Yachting Boating World: The Marine Accident Investigation Branch has launched an investigation after a 22-year-old man died while fishing with his family off Hartlepool Marina.

 

A 22-year-old man has died after falling from the fishing boat, Pauline May, east of Hartlepool Marina.

Cleveland Police said the man was setting lobster pots in the early evening with his brother, nephew and a woman when his foot got tangled in the ropes of the fishing net and he fell into the sea.

He was in the water for a very short time before being recovered. The incident happened about half a mile off the Heugh Pier.

The Humber Coastguard tasked Hartlepool RNLI to attend the incident. Both the Atlantic 85 Inshore lifeboat and the all-weather lifeboat responded.

A spokesman for Hartlepool RNLI said: “An RNLI volunteer crew member was transferred onto the fishing boat and he began medical treatment on the casualty.”

“The all-weather lifeboat arrived moments later and Hartlepool RNLI’s doctor was transferred to the fishing vessel and took over the CPR,” continued the spokesman.

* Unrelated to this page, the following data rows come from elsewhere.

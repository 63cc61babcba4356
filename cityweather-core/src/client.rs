use std::{fmt, time::Duration};

use anyhow::{Context, Result};
use hyper::ext::ReasonPhrase;
use reqwest::{Client, StatusCode, redirect::Policy};
use serde::Deserialize;
use serde_json::Value;
use tracing::{debug, warn};

use crate::{
    config::Config,
    failure::WeatherFailure,
    model::{WeatherQuery, WeatherResult},
};

/// Current-weather client for the OpenWeather `data/2.5/weather` endpoint.
#[derive(Clone)]
pub struct OpenWeatherClient {
    api_key: String,
    base_url: String,
    http: Client,
}

impl fmt::Debug for OpenWeatherClient {
    fn fmt(&self, f: &mut fmt::Formatter<'_>) -> fmt::Result {
        f.debug_struct("OpenWeatherClient")
            .field("base_url", &self.base_url)
            .finish_non_exhaustive()
    }
}

impl OpenWeatherClient {
    /// Build a client from config. Fails when no API key is configured.
    pub fn from_config(config: &Config) -> Result<Self> {
        let api_key = config.require_api_key()?.to_owned();

        let http = Client::builder()
            .timeout(Duration::from_secs(config.timeout_secs))
            .redirect(Policy::limited(config.max_redirects))
            .build()
            .context("Failed to build HTTP client")?;

        Ok(Self {
            api_key,
            base_url: config.base_url.clone(),
            http,
        })
    }

    pub async fn fetch_query(&self, query: &WeatherQuery) -> Result<WeatherResult, WeatherFailure> {
        self.fetch(&query.city_name).await
    }

    /// Fetch current weather for `city_name`. One request, no retries.
    pub async fn fetch(&self, city_name: &str) -> Result<WeatherResult, WeatherFailure> {
        debug!(city = city_name, url = %self.base_url, "requesting current weather");

        let outcome = self.fetch_current(city_name).await;
        match &outcome {
            Ok(result) => debug!(
                city = city_name,
                condition_id = result.condition_id,
                "received current weather"
            ),
            Err(failure) => warn!(city = city_name, %failure, "weather request failed"),
        }
        outcome
    }

    async fn fetch_current(&self, city_name: &str) -> Result<WeatherResult, WeatherFailure> {
        let res = self
            .http
            .get(&self.base_url)
            .query(&[("q", city_name), ("appid", self.api_key.as_str())])
            .send()
            .await
            .map_err(|e| WeatherFailure::from_transport(&e))?;

        let status = res.status();
        if status != StatusCode::OK {
            // hyper only records the phrase when it differs from the canonical one.
            let reason = res
                .extensions()
                .get::<ReasonPhrase>()
                .and_then(|r| std::str::from_utf8(r.as_bytes()).ok());
            return Err(WeatherFailure::from_status_line(status, reason));
        }

        let body = res
            .text()
            .await
            .map_err(|e| WeatherFailure::from_transport(&e))?;

        parse_current(&body)
    }
}

#[derive(Debug, Deserialize)]
struct OwEnvelope {
    cod: Option<Value>,
    message: Option<Value>,
}

#[derive(Debug, Deserialize)]
struct OwMain {
    temp: f64,
}

#[derive(Debug, Deserialize)]
struct OwWeather {
    id: i64,
    description: String,
}

#[derive(Debug, Deserialize)]
struct OwCurrentResponse {
    main: OwMain,
    weather: Vec<OwWeather>,
}

/// Validate and parse a current-weather body received with HTTP 200.
///
/// The body's own `cod` must also be the integer 200. Error bodies may carry
/// it as a numeric string; that is read only to report the code.
pub fn parse_current(body: &str) -> Result<WeatherResult, WeatherFailure> {
    let envelope: OwEnvelope = serde_json::from_str(body).map_err(|e| {
        WeatherFailure::OtherRequestError(format!("malformed weather response: {e}"))
    })?;

    match envelope.cod.as_ref().and_then(cod_as_i64) {
        Some(200) if envelope.cod.as_ref().is_some_and(Value::is_number) => {}
        Some(cod) => {
            let message = match envelope.message {
                Some(Value::String(detail)) if !detail.is_empty() => {
                    format!("provider reported code {cod}: {detail}")
                }
                Some(Value::Null) | Some(Value::String(_)) | None => {
                    format!("provider reported code {cod}")
                }
                Some(other) => format!("provider reported code {cod}: {other}"),
            };
            return Err(WeatherFailure::OtherRequestError(message));
        }
        None => {
            return Err(WeatherFailure::OtherRequestError(
                "weather response is missing a valid `cod` field".to_string(),
            ));
        }
    }

    let parsed: OwCurrentResponse = serde_json::from_str(body).map_err(|e| {
        WeatherFailure::OtherRequestError(format!("unexpected weather response shape: {e}"))
    })?;

    let first = parsed.weather.into_iter().next().ok_or_else(|| {
        WeatherFailure::OtherRequestError("weather response contained no conditions".to_string())
    })?;

    Ok(WeatherResult {
        temperature_kelvin: parsed.main.temp,
        condition_id: first.id,
        condition_description: first.description,
    })
}

fn cod_as_i64(value: &Value) -> Option<i64> {
    match value {
        Value::Number(n) => n.as_i64(),
        Value::String(s) => s.trim().parse().ok(),
        _ => None,
    }
}

#[cfg(test)]
mod tests {
    use super::*;
    use std::net::SocketAddr;
    use tokio::{
        io::{AsyncReadExt, AsyncWriteExt},
        net::TcpListener,
        sync::mpsc,
    };

    const CLEAR_SKY: &str =
        r#"{"cod":200,"main":{"temp":288.0},"weather":[{"id":800,"description":"clear sky"}]}"#;

    fn http_response(status_line: &str, body: &str) -> String {
        format!(
            "HTTP/1.1 {status_line}\r\nContent-Type: application/json\r\nContent-Length: {}\r\nConnection: close\r\n\r\n{body}",
            body.len()
        )
    }

    /// Serve the same canned response to every connection and report each request head.
    async fn serve_canned(response: String) -> (SocketAddr, mpsc::UnboundedReceiver<String>) {
        let listener = TcpListener::bind("127.0.0.1:0").await.unwrap();
        let addr = listener.local_addr().unwrap();
        let (tx, rx) = mpsc::unbounded_channel();

        tokio::spawn(async move {
            loop {
                let Ok((mut stream, _)) = listener.accept().await else { break };
                let response = response.clone();
                let tx = tx.clone();
                tokio::spawn(async move {
                    let head = read_head(&mut stream).await;
                    let _ = tx.send(head);
                    let _ = stream.write_all(response.as_bytes()).await;
                    let _ = stream.shutdown().await;
                });
            }
        });

        (addr, rx)
    }

    /// Accept connections and never answer them.
    async fn serve_silent() -> SocketAddr {
        let listener = TcpListener::bind("127.0.0.1:0").await.unwrap();
        let addr = listener.local_addr().unwrap();

        tokio::spawn(async move {
            while let Ok((mut stream, _)) = listener.accept().await {
                tokio::spawn(async move {
                    let _ = read_head(&mut stream).await;
                    tokio::time::sleep(Duration::from_secs(30)).await;
                    drop(stream);
                });
            }
        });

        addr
    }

    async fn read_head(stream: &mut tokio::net::TcpStream) -> String {
        let mut buf = Vec::new();
        let mut chunk = [0u8; 1024];
        loop {
            match stream.read(&mut chunk).await {
                Ok(0) | Err(_) => break,
                Ok(n) => {
                    buf.extend_from_slice(&chunk[..n]);
                    if buf.windows(4).any(|w| w == b"\r\n\r\n") {
                        break;
                    }
                }
            }
        }
        String::from_utf8_lossy(&buf).into_owned()
    }

    fn client_for(base_url: String) -> OpenWeatherClient {
        let cfg = Config {
            api_key: Some("KEY".into()),
            base_url,
            timeout_secs: 1,
            max_redirects: 2,
        };
        OpenWeatherClient::from_config(&cfg).unwrap()
    }

    fn url(addr: SocketAddr) -> String {
        format!("http://{addr}/data/2.5/weather")
    }

    #[test]
    fn from_config_errors_when_missing_api_key() {
        let err = OpenWeatherClient::from_config(&Config::default()).unwrap_err();
        assert!(err.to_string().contains("No OpenWeather API key configured"));
    }

    #[test]
    fn debug_output_hides_api_key() {
        let client = client_for("http://localhost/".into());
        assert!(!format!("{client:?}").contains("KEY"));
    }

    #[test]
    fn parse_current_reads_documented_fields() {
        let result = parse_current(CLEAR_SKY).unwrap();
        assert_eq!(
            result,
            WeatherResult {
                temperature_kelvin: 288.0,
                condition_id: 800,
                condition_description: "clear sky".into(),
            }
        );
    }

    #[test]
    fn parse_current_rejects_string_success_cod() {
        let body = r#"{"cod":"200","main":{"temp":280.5},"weather":[{"id":500,"description":"light rain"}]}"#;
        assert_eq!(
            parse_current(body).unwrap_err(),
            WeatherFailure::OtherRequestError("provider reported code 200".into())
        );
    }

    #[test]
    fn parse_current_surfaces_non_200_cod() {
        let body = r#"{"cod":"404","message":"city not found"}"#;
        assert_eq!(
            parse_current(body).unwrap_err(),
            WeatherFailure::OtherRequestError("provider reported code 404: city not found".into())
        );
    }

    #[test]
    fn parse_current_rejects_missing_or_malformed_fields() {
        let cases = [
            "",
            "not json",
            r#"{"main":{"temp":1.0},"weather":[{"id":800,"description":"x"}]}"#,
            r#"{"cod":200}"#,
            r#"{"cod":200,"main":{"temp":"warm"},"weather":[{"id":800,"description":"x"}]}"#,
            r#"{"cod":200,"main":{"temp":290.0},"weather":[]}"#,
        ];
        for body in cases {
            assert!(
                matches!(parse_current(body), Err(WeatherFailure::OtherRequestError(_))),
                "body {body:?}"
            );
        }
    }

    #[tokio::test]
    async fn fetch_success_sends_city_and_key() {
        let (addr, mut requests) = serve_canned(http_response("200 OK", CLEAR_SKY)).await;
        let client = client_for(url(addr));

        let result = client.fetch("New York").await.unwrap();
        assert_eq!(result.condition_id, 800);
        assert_eq!(result.condition_description, "clear sky");

        let head = requests.recv().await.unwrap();
        assert!(head.starts_with("GET /data/2.5/weather?"), "{head}");
        assert!(head.contains("q=New+York"), "{head}");
        assert!(head.contains("appid=KEY"), "{head}");
    }

    #[tokio::test]
    async fn repeated_fetches_are_identical() {
        let (addr, _requests) = serve_canned(http_response("200 OK", CLEAR_SKY)).await;
        let client = client_for(url(addr));

        let first = client.fetch_query(&WeatherQuery::new("Oslo")).await.unwrap();
        let second = client.fetch_query(&WeatherQuery::new("Oslo")).await.unwrap();
        assert_eq!(first, second);
    }

    #[tokio::test]
    async fn fetch_maps_404_to_not_found() {
        let body = r#"{"cod":"404","message":"city not found"}"#;
        let (addr, _requests) = serve_canned(http_response("404 Not Found", body)).await;

        let err = client_for(url(addr)).fetch("Atlantis").await.unwrap_err();
        assert_eq!(err, WeatherFailure::NotFound);
    }

    #[tokio::test]
    async fn fetch_maps_unlisted_status_to_other_http_error() {
        let (addr, _requests) = serve_canned(http_response("418 I'm a teapot", "")).await;

        let err = client_for(url(addr)).fetch("Paris").await.unwrap_err();
        assert_eq!(
            err,
            WeatherFailure::OtherHttpError { code: 418, message: "418 I'm a teapot".into() }
        );
    }

    #[tokio::test]
    async fn fetch_keeps_server_reason_phrase() {
        let (addr, _requests) = serve_canned(http_response("599 Network Weirdness", "")).await;

        let err = client_for(url(addr)).fetch("Paris").await.unwrap_err();
        assert_eq!(
            err,
            WeatherFailure::OtherHttpError { code: 599, message: "599 Network Weirdness".into() }
        );
    }

    #[tokio::test]
    async fn fetch_surfaces_bad_cod_in_200_response() {
        let body = r#"{"cod":401,"message":"Invalid API key"}"#;
        let (addr, _requests) = serve_canned(http_response("200 OK", body)).await;

        let err = client_for(url(addr)).fetch("Paris").await.unwrap_err();
        assert!(matches!(err, WeatherFailure::OtherRequestError(ref m) if m.contains("401")));
    }

    #[tokio::test]
    async fn fetch_detects_redirect_loop() {
        let response =
            "HTTP/1.1 302 Found\r\nLocation: /data/2.5/weather\r\nContent-Length: 0\r\nConnection: close\r\n\r\n"
                .to_string();
        let (addr, _requests) = serve_canned(response).await;

        let err = client_for(url(addr)).fetch("Paris").await.unwrap_err();
        assert_eq!(err, WeatherFailure::TooManyRedirects);
    }

    #[tokio::test]
    async fn fetch_times_out_on_silent_server() {
        let addr = serve_silent().await;

        let err = client_for(url(addr)).fetch("Paris").await.unwrap_err();
        assert_eq!(err, WeatherFailure::Timeout);
    }

    #[tokio::test]
    async fn fetch_reports_refused_connection() {
        let addr = {
            let listener = std::net::TcpListener::bind("127.0.0.1:0").unwrap();
            listener.local_addr().unwrap()
        };

        let err = client_for(url(addr)).fetch("Paris").await.unwrap_err();
        assert_eq!(err, WeatherFailure::ConnectionError);
    }

    #[tokio::test]
    async fn fetch_reports_invalid_base_url_as_request_error() {
        let err = client_for("not a url".into()).fetch("Paris").await.unwrap_err();
        assert!(matches!(err, WeatherFailure::OtherRequestError(_)));
    }
}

“The fishing boat was escorted to Hartlepool Lifeboat Station while the medical care continued on the casualty. He was transferred to the pontoon where the all-weather lifeboat is moored and further efforts were made to revive him,” said the spokesman.

The 22-year-old man was then transferred to the care of paramedics with the Great North Air Ambulance.

Hartlepool RNLI operations manager, Mike Craddy, said: “This was a multi agency incident and despite the best efforts of all concerned we were unable to save the gentleman. Our thoughts go out to his family and friends at this sad time.”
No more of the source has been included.